▸ Materials provided:
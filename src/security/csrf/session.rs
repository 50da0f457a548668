//! Session-side CSRF collaborators.

use std::sync::Arc;

use base64::{engine::general_purpose::URL_SAFE_NO_PAD, Engine as _};
use cookie::{Cookie, SameSite};

use crate::error::CryptoError;
use crate::security::crypto::CryptoEngine;

/// Signing context for canonical CSRF tokens.
pub const TOKEN_CONTEXT: &str = "csrf-token";

/// Encryption context for the XSRF cookie/header value.
pub const XSRF_CONTEXT: &str = "xsrf-token";

/// Name of the cookie carrying the encrypted token to browser scripts.
pub const XSRF_COOKIE: &str = "XSRF-TOKEN";

/// What the CSRF validator needs from the session store.
pub trait CsrfSession: Send + Sync {
    /// The canonical token bound to this session.
    fn csrf_token(&self) -> Option<String>;

    /// Decrypt a value taken from the encrypted XSRF header.
    fn decrypt_xsrf_token(&self, value: &str) -> Option<String>;
}

/// Request extension carrying the current session.
#[derive(Clone)]
pub struct SessionContext(pub Arc<dyn CsrfSession>);

impl std::fmt::Debug for SessionContext {
    fn fmt(&self, f: &mut std::fmt::Formatter<'_>) -> std::fmt::Result {
        f.write_str("SessionContext(..)")
    }
}

/// Session whose CSRF token is a keyed signature of the session id.
///
/// Nothing is stored server side: the same id always yields the same token.
#[derive(Clone)]
pub struct SignedSession {
    id: String,
    token: String,
    engine: Arc<dyn CryptoEngine>,
}

impl SignedSession {
    pub fn new(id: impl Into<String>, engine: Arc<dyn CryptoEngine>) -> Result<Self, CryptoError> {
        let id = id.into();
        let token = URL_SAFE_NO_PAD.encode(engine.sign(id.as_bytes(), TOKEN_CONTEXT)?);
        Ok(Self { id, token, engine })
    }

    pub fn id(&self) -> &str {
        &self.id
    }

    pub fn token(&self) -> &str {
        &self.token
    }

    /// Encrypted form of the token for the XSRF cookie.
    pub fn xsrf_value(&self) -> Result<String, CryptoError> {
        let sealed = self.engine.encrypt(&self.token, XSRF_CONTEXT, XSRF_COOKIE)?;
        Ok(URL_SAFE_NO_PAD.encode(sealed))
    }

    /// Cookie that lets browser scripts echo the token back in a header.
    pub fn xsrf_cookie(&self) -> Result<Cookie<'static>, CryptoError> {
        Ok(Cookie::build((XSRF_COOKIE, self.xsrf_value()?))
            .path("/")
            .same_site(SameSite::Lax)
            .http_only(false)
            .build())
    }
}

impl CsrfSession for SignedSession {
    fn csrf_token(&self) -> Option<String> {
        Some(self.token.clone())
    }

    fn decrypt_xsrf_token(&self, value: &str) -> Option<String> {
        let sealed = URL_SAFE_NO_PAD.decode(value.trim()).ok()?;
        self.engine.decrypt(&sealed, XSRF_CONTEXT, XSRF_COOKIE).ok()
    }
}

#[cfg(test)]
mod tests {
    use super::*;
    use crate::security::crypto::AeadEngine;

    fn engine() -> Arc<dyn CryptoEngine> {
        Arc::new(AeadEngine::new("0123456789abcdef0123456789abcdef"))
    }

    #[test]
    fn test_token_is_derived_from_session_id() {
        let engine = engine();
        let a = SignedSession::new("session-a", engine.clone()).unwrap();
        let again = SignedSession::new("session-a", engine.clone()).unwrap();
        let b = SignedSession::new("session-b", engine).unwrap();

        assert_eq!(a.token(), again.token());
        assert_ne!(a.token(), b.token());
        assert_eq!(a.csrf_token().as_deref(), Some(a.token()));
    }

    #[test]
    fn test_xsrf_value_roundtrip() {
        let session = SignedSession::new("session-a", engine()).unwrap();
        let value = session.xsrf_value().unwrap();
        assert_eq!(session.decrypt_xsrf_token(&value).as_deref(), Some(session.token()));
        assert_eq!(session.decrypt_xsrf_token("garbage"), None);
    }

    #[test]
    fn test_xsrf_cookie_is_script_readable() {
        let session = SignedSession::new("session-a", engine()).unwrap();
        let cookie = session.xsrf_cookie().unwrap();
        assert_eq!(cookie.name(), XSRF_COOKIE);
        assert_eq!(cookie.http_only(), Some(false));
        assert_eq!(cookie.same_site(), Some(SameSite::Lax));
    }
}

▸ Exercise details: Starting at the first line and ending at the last, retype the entries above.

▸ Task solution:
filename src/security/csrf/session.rs
repository 50da0f457a548668
//! Session-side CSRF collaborators.

use std::sync::Arc;

use base64::{engine::general_purpose::URL_SAFE_NO_PAD, Engine as _};
use cookie::{Cookie, SameSite};

use crate::error::CryptoError;
use crate::security::crypto::CryptoEngine;

/// Signing context for canonical CSRF tokens.
pub const TOKEN_CONTEXT: &str = "csrf-token";

/// Encryption context for the XSRF cookie/header value.
pub const XSRF_CONTEXT: &str = "xsrf-token";

/// Name of the cookie carrying the encrypted token to browser scripts.
pub const XSRF_COOKIE: &str = "XSRF-TOKEN";

/// What the CSRF validator needs from the session store.
pub trait CsrfSession: Send + Sync {
    /// The canonical token bound to this session.
    fn csrf_token(&self) -> Option<String>;

    /// Decrypt a value taken from the encrypted XSRF header.
    fn decrypt_xsrf_token(&self, value: &str) -> Option<String>;
}

/// Request extension carrying the current session.
#[derive(Clone)]
pub struct SessionContext(pub Arc<dyn CsrfSession>);

impl std::fmt::Debug for SessionContext {
    fn fmt(&self, f: &mut std::fmt::Formatter<'_>) -> std::fmt::Result {
        f.write_str("SessionContext(..)")
    }
}

/// Session whose CSRF token is a keyed signature of the session id.
///
/// Nothing is stored server side: the same id always yields the same token.
#[derive(Clone)]
pub struct SignedSession {
    id: String,
    token: String,
    engine: Arc<dyn CryptoEngine>,
}

impl SignedSession {
    pub fn new(id: impl Into<String>, engine: Arc<dyn CryptoEngine>) -> Result<Self, CryptoError> {
        let id = id.into();
        let token = URL_SAFE_NO_PAD.encode(engine.sign(id.as_bytes(), TOKEN_CONTEXT)?);
        Ok(Self { id, token, engine })
    }

    pub fn id(&self) -> &str {
        &self.id
    }

    pub fn token(&self) -> &str {
        &self.token
    }

    /// Encrypted form of the token for the XSRF cookie.
    pub fn xsrf_value(&self) -> Result<String, CryptoError> {
        let sealed = self.engine.encrypt(&self.token, XSRF_CONTEXT, XSRF_COOKIE)?;
        Ok(URL_SAFE_NO_PAD.encode(sealed))
    }

    /// Cookie that lets browser scripts echo the token back in a header.
    pub fn xsrf_cookie(&self) -> Result<Cookie<'static>, CryptoError> {
        Ok(Cookie::build((XSRF_COOKIE, self.xsrf_value()?))
            .path("/")
            .same_site(SameSite::Lax)
            .http_only(false)
            .build())
    }
}

impl CsrfSession for SignedSession {
    fn csrf_token(&self) -> Option<String> {
        Some(self.token.clone())
    }

    fn decrypt_xsrf_token(&self, value: &str) -> Option<String> {
        let sealed = URL_SAFE_NO_PAD.decode(value.trim()).ok()?;
        self.engine.decrypt(&sealed, XSRF_CONTEXT, XSRF_COOKIE).ok()
    }
}

#[cfg(test)]
mod tests {
    use super::*;
    use crate::security::crypto::AeadEngine;

    fn engine() -> Arc<dyn CryptoEngine> {
        Arc::new(AeadEngine::new("0123456789abcdef0123456789abcdef"))
    }

    #[test]
    fn test_token_is_derived_from_session_id() {
        let engine = engine();
        let a = SignedSession::new("session-a", engine.clone()).unwrap();
        let again = SignedSession::new("session-a", engine.clone()).unwrap();
        let b = SignedSession::new("session-b", engine).unwrap();

        assert_eq!(a.token(), again.token());
        assert_ne!(a.token(), b.token());
        assert_eq!(a.csrf_token().as_deref(), Some(a.token()));
    }

    #[test]
    fn test_xsrf_value_roundtrip() {
        let session = SignedSession::new("session-a", engine()).unwrap();
        let value = session.xsrf_value().unwrap();
        assert_eq!(session.decrypt_xsrf_token(&value).as_deref(), Some(session.token()));
        assert_eq!(session.decrypt_xsrf_token("garbage"), None);
    }

    #[test]
    fn test_xsrf_cookie_is_script_readable() {
        let session = SignedSession::new("session-a", engine()).unwrap();
        let cookie = session.xsrf_cookie().unwrap();
        assert_eq!(cookie.name(), XSRF_COOKIE);
        assert_eq!(cookie.http_only(), Some(false));
        assert_eq!(cookie.same_site(), Some(SameSite::Lax));
    }
}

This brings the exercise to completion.